__What is being asked__. Every line in the material below that includes "SceneNode" should be copied.

__Exercise inputs__.
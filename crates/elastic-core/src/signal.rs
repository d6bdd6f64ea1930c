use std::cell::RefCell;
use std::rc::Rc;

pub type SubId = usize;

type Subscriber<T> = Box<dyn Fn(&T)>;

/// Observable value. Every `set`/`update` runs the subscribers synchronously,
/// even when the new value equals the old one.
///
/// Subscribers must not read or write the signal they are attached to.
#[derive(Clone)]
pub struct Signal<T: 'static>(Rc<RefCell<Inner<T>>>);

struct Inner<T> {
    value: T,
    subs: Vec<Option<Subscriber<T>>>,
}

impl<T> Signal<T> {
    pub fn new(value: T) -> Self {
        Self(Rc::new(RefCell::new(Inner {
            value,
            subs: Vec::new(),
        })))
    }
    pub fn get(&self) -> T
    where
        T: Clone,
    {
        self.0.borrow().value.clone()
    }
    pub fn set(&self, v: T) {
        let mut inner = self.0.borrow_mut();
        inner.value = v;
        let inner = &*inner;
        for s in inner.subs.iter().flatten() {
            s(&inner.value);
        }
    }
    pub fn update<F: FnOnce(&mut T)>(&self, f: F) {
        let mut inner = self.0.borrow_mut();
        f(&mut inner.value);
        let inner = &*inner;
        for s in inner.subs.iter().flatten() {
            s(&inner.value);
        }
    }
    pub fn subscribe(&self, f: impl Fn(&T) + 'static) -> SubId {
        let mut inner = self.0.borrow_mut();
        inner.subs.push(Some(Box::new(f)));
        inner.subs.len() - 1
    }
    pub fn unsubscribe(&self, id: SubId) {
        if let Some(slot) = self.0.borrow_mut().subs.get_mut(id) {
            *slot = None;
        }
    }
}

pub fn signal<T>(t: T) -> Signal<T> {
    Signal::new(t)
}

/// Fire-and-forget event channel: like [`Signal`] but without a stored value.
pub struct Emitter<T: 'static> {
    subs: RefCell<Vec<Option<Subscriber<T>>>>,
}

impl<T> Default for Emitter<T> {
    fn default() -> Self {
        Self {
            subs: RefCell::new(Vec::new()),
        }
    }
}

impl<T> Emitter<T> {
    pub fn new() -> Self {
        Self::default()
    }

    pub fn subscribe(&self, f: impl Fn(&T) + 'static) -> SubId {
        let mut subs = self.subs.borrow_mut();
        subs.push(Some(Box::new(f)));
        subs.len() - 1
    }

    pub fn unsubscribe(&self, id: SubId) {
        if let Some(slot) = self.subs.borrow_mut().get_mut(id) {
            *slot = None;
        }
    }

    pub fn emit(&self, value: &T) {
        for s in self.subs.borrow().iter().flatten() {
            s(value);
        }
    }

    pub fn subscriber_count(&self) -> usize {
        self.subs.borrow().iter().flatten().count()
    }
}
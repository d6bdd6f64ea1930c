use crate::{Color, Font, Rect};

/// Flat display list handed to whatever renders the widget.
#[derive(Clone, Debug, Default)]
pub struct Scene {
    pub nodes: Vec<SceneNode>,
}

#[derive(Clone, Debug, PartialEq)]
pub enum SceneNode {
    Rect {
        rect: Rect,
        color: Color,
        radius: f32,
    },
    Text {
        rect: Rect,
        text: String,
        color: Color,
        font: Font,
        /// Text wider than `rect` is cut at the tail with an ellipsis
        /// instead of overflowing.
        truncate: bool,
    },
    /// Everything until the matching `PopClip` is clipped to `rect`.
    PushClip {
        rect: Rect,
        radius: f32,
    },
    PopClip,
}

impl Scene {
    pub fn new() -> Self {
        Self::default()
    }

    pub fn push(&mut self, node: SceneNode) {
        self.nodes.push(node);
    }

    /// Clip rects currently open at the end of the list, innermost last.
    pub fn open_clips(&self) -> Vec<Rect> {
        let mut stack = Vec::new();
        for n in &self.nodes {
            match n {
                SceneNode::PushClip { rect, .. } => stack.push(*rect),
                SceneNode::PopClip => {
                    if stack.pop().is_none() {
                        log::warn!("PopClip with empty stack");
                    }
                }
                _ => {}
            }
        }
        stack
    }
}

__Completed task__.
    pub nodes: Vec<SceneNode>,
pub enum SceneNode {
    pub fn push(&mut self, node: SceneNode) {
                SceneNode::PushClip { rect, .. } => stack.push(*rect),
                SceneNode::PopClip => {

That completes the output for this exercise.